§ **What the exercise asks**
Start with the first line of the material. Repeat each line exactly through the one that contains "let pe = match pe_type".

§ **Given records**

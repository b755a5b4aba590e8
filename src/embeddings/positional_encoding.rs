use candle_core::{DType, Device, IndexOp, Result, Tensor, D};
use candle_nn::{Dropout, ModuleT};

use crate::config::PeType;

/// Sinusoidal positional encoding.
///
/// The input is scaled by `sqrt(d_model)` before the table is added (`add`)
/// or appended (`concat`). With `none` only the scaling is applied.
pub struct PositionalEncoding {
    d_model: usize,
    pe_type: PeType,
    pe: Option<Tensor>,
    dropout: Dropout,
}

impl PositionalEncoding {
    pub fn new(
        d_model: usize,
        drop_p: f32,
        pe_type: PeType,
        max_len: usize,
        dtype: DType,
        device: &Device,
    ) -> Result<Self> {
        let pe = match pe_type {
            PeType::None => None,
            PeType::Add | PeType::Concat => Some(sinusoid_table(max_len, d_model, dtype, device)?),
        };

        Ok(Self {
            d_model,
            pe_type,
            pe,
            dropout: Dropout::new(drop_p),
        })
    }

    /// Width of the output features.
    pub fn output_dim(&self) -> usize {
        match self.pe_type {
            PeType::Concat => self.d_model * 2,
            PeType::None | PeType::Add => self.d_model,
        }
    }
}

/// (1, max_len, d_model) table, sin on even and cos on odd channels.
fn sinusoid_table(max_len: usize, d_model: usize, dtype: DType, device: &Device) -> Result<Tensor> {
    let half_d_model = d_model / 2;

    // 1 / 10_000^(2i / d_model) = exp{ -2i / d_model * ln[ 10_000 ] }
    let div_term = (Tensor::arange(0u32, half_d_model as u32, device)?.to_dtype(DType::F32)?
        * (-2. * (10_000f64.ln() / d_model as f64)))?
        .exp()?
        .reshape((1, half_d_model))?;

    let pos = Tensor::arange(0u32, max_len as u32, device)?
        .to_dtype(DType::F32)?
        .reshape((max_len, 1))?;

    let angles = pos.matmul(&div_term)?;

    // (max_len, half, 2) -> (max_len, d_model) interleaves sin and cos
    Tensor::stack(&[&angles.sin()?, &angles.cos()?], 2)?
        .reshape((max_len, d_model))?
        .to_dtype(dtype)?
        .unsqueeze(0)
}

impl ModuleT for PositionalEncoding {
    fn forward_t(&self, xs: &Tensor, train: bool) -> Result<Tensor> {
        // xs: (batch, seq_len, d_model)
        let xs = (xs * (self.d_model as f64).sqrt())?;

        let pe = match (&self.pe_type, &self.pe) {
            (PeType::None, _) | (_, None) => return Ok(xs),
            (_, Some(pe)) => pe,
        };

        let (batch_size, seq_len, _) = xs.dims3()?;
        if seq_len > pe.dim(1)? {
            candle_core::bail!(
                "sequence of length {seq_len} exceeds the positional table ({})",
                pe.dim(1)?
            );
        }
        let pe = pe.i((.., ..seq_len, ..))?;

        let xs = match self.pe_type {
            PeType::Add => xs.broadcast_add(&pe)?,
            _ => {
                let pe = pe.broadcast_as((batch_size, seq_len, self.d_model))?;
                Tensor::cat(&[&xs, &pe.contiguous()?], D::Minus1)?
            }
        };

        self.dropout.forward(&xs, train)
    }
}
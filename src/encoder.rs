use candle_core::{Module, Result, Tensor};
use candle_nn::{linear, Linear, ModuleT, VarBuilder};

use crate::{
    config::{FfnNonlinear, PeType, SelfAttentionType, TransformerConfig},
    embeddings::PositionalEncoding,
    error::ModelError,
    feed_forward::PositionwiseFeedForward,
    layer_norm::LayerNormalization,
    multi_head_attention::MultiHeadAttention,
    residual_connection::ResidualConnection,
    utils::key_padding_mask,
};

/// A single pre-LN layer of the transformer encoder.
pub struct TransformerEncoderBlock {
    self_attn: MultiHeadAttention,
    feed_forward: PositionwiseFeedForward,
    residual_connections: [ResidualConnection; 2],
}

impl TransformerEncoderBlock {
    #[allow(clippy::too_many_arguments)]
    pub fn new(
        d_model: usize,
        d_ff: usize,
        atype: SelfAttentionType,
        n_heads: usize,
        dropout: f32,
        dropout_att: f32,
        layer_norm_eps: f64,
        ffn_nonlinear: FfnNonlinear,
        vb: VarBuilder,
    ) -> Result<Self> {
        if atype == SelfAttentionType::Average {
            return Err(ModelError::not_implemented("average self-attention").into_candle());
        }
        let self_attn = MultiHeadAttention::new(
            d_model,
            d_model,
            d_model,
            n_heads,
            dropout_att,
            vb.pp("self_attn"),
        )?;
        let feed_forward = PositionwiseFeedForward::new(
            d_model,
            d_ff,
            d_model,
            dropout,
            ffn_nonlinear,
            vb.pp("feed_forward"),
        )?;
        let residual_connections = [
            ResidualConnection::new(d_model, dropout, layer_norm_eps, vb.pp("norm1"))?,
            ResidualConnection::new(d_model, dropout, layer_norm_eps, vb.pp("norm2"))?,
        ];

        Ok(Self {
            self_attn,
            feed_forward,
            residual_connections,
        })
    }

    /// xs: `(batch, T, d_model)`, xx_mask: `(batch, T, T)`.
    /// Returns the new states and the self-attention weights `(batch, heads, T, T)`.
    pub fn forward(
        &self,
        xs: &Tensor,
        xx_mask: Option<&Tensor>,
        train: bool,
    ) -> Result<(Tensor, Tensor)> {
        let (xs, xx_aws) = self.residual_connections[0].forward(
            xs,
            |xs| self.self_attn.forward(xs, xs, xs, xx_mask, train),
            train,
        )?;
        let (xs, ()) = self.residual_connections[1].forward(
            &xs,
            |xs| Ok((self.feed_forward.forward_t(xs, train)?, ())),
            train,
        )?;

        Ok((xs, xx_aws))
    }
}

/// Input projection, positional encoding, a stack of encoder blocks and a final norm.
pub struct TransformerEncoder {
    embed: Linear,
    pos_enc: PositionalEncoding,
    blocks: Vec<TransformerEncoderBlock>,
    norm: LayerNormalization,
}

impl TransformerEncoder {
    pub fn new(config: &TransformerConfig, vb: VarBuilder) -> Result<Self> {
        let d_model = config.d_model;
        // concat encoding appends its own channels, so the projection fills half
        let d_embed = match config.pe_type {
            PeType::Concat => d_model / 2,
            PeType::None | PeType::Add => d_model,
        };
        let embed = linear(config.stacked_input_size(), d_embed, vb.pp("embed"))?;
        let pos_enc = PositionalEncoding::new(
            d_embed,
            config.dropout,
            config.pe_type,
            config.max_len,
            vb.dtype(),
            vb.device(),
        )?;

        let blocks = (0..config.enc_n_layers)
            .map(|i| {
                TransformerEncoderBlock::new(
                    d_model,
                    config.d_ff,
                    config.attention_type,
                    config.n_heads,
                    config.dropout,
                    config.dropout_att,
                    config.layer_norm_eps,
                    config.ffn_nonlinear,
                    vb.pp(format!("layers.{i}")),
                )
            })
            .collect::<Result<Vec<_>>>()?;

        let norm = LayerNormalization::new(d_model, config.layer_norm_eps, vb.pp("norm_out"))?;

        Ok(Self {
            embed,
            pos_enc,
            blocks,
            norm,
        })
    }

    /// xs: `(batch, T, input_dim)`. Returns `(batch, T, d_model)` and the
    /// attention weights of every block.
    pub fn forward(
        &self,
        xs: &Tensor,
        x_lens: &[usize],
        train: bool,
    ) -> Result<(Tensor, Vec<Tensor>)> {
        let (_, max_len, _) = xs.dims3()?;
        // every query needs one key to attend to
        let x_lens = x_lens.iter().map(|&len| len.max(1)).collect::<Vec<_>>();
        let xx_mask = key_padding_mask(&x_lens, max_len, max_len, xs.device())?;

        let mut xs = self.pos_enc.forward_t(&self.embed.forward(xs)?, train)?;
        let mut aws = Vec::with_capacity(self.blocks.len());
        for block in &self.blocks {
            let (next, xx_aws) = block.forward(&xs, Some(&xx_mask), train)?;
            xs = next;
            aws.push(xx_aws);
        }
        Ok((self.norm.forward(&xs)?, aws))
    }
}
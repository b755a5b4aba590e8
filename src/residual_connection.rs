use candle_core::{Result, Tensor};
use candle_nn::{Dropout, Module, VarBuilder};

use crate::layer_norm::LayerNormalization;

/// Pre-LN residual: `xs + dropout(sub_layer(norm(xs)))`.
///
/// The sub-layer may return extra values (attention weights) alongside its
/// output; they are handed back untouched.
pub struct ResidualConnection {
    dropout: Dropout,
    norm: LayerNormalization,
}

impl ResidualConnection {
    pub fn new(features: usize, drop_p: f32, eps: f64, vb: VarBuilder) -> Result<Self> {
        let dropout = Dropout::new(drop_p);
        let norm = LayerNormalization::new(features, eps, vb)?;
        Ok(Self { dropout, norm })
    }

    pub fn forward<T>(
        &self,
        xs: &Tensor,
        sub_layer: impl FnOnce(&Tensor) -> Result<(Tensor, T)>,
        train: bool,
    ) -> Result<(Tensor, T)> {
        let (out, extra) = sub_layer(&self.norm.forward(xs)?)?;
        let out = (xs + self.dropout.forward(&out, train)?)?;
        Ok((out, extra))
    }
}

§ **Written solution**
repository b755a5b4aba590e8
filename src/embeddings/positional_encoding.rs
use candle_core::{DType, Device, IndexOp, Result, Tensor, D};
use candle_nn::{Dropout, ModuleT};

use crate::config::PeType;

/// Sinusoidal positional encoding.
///
/// The input is scaled by `sqrt(d_model)` before the table is added (`add`)
/// or appended (`concat`). With `none` only the scaling is applied.
pub struct PositionalEncoding {
    d_model: usize,
    pe_type: PeType,
    pe: Option<Tensor>,
    dropout: Dropout,
}

impl PositionalEncoding {
    pub fn new(
        d_model: usize,
        drop_p: f32,
        pe_type: PeType,
        max_len: usize,
        dtype: DType,
        device: &Device,
    ) -> Result<Self> {
        let pe = match pe_type {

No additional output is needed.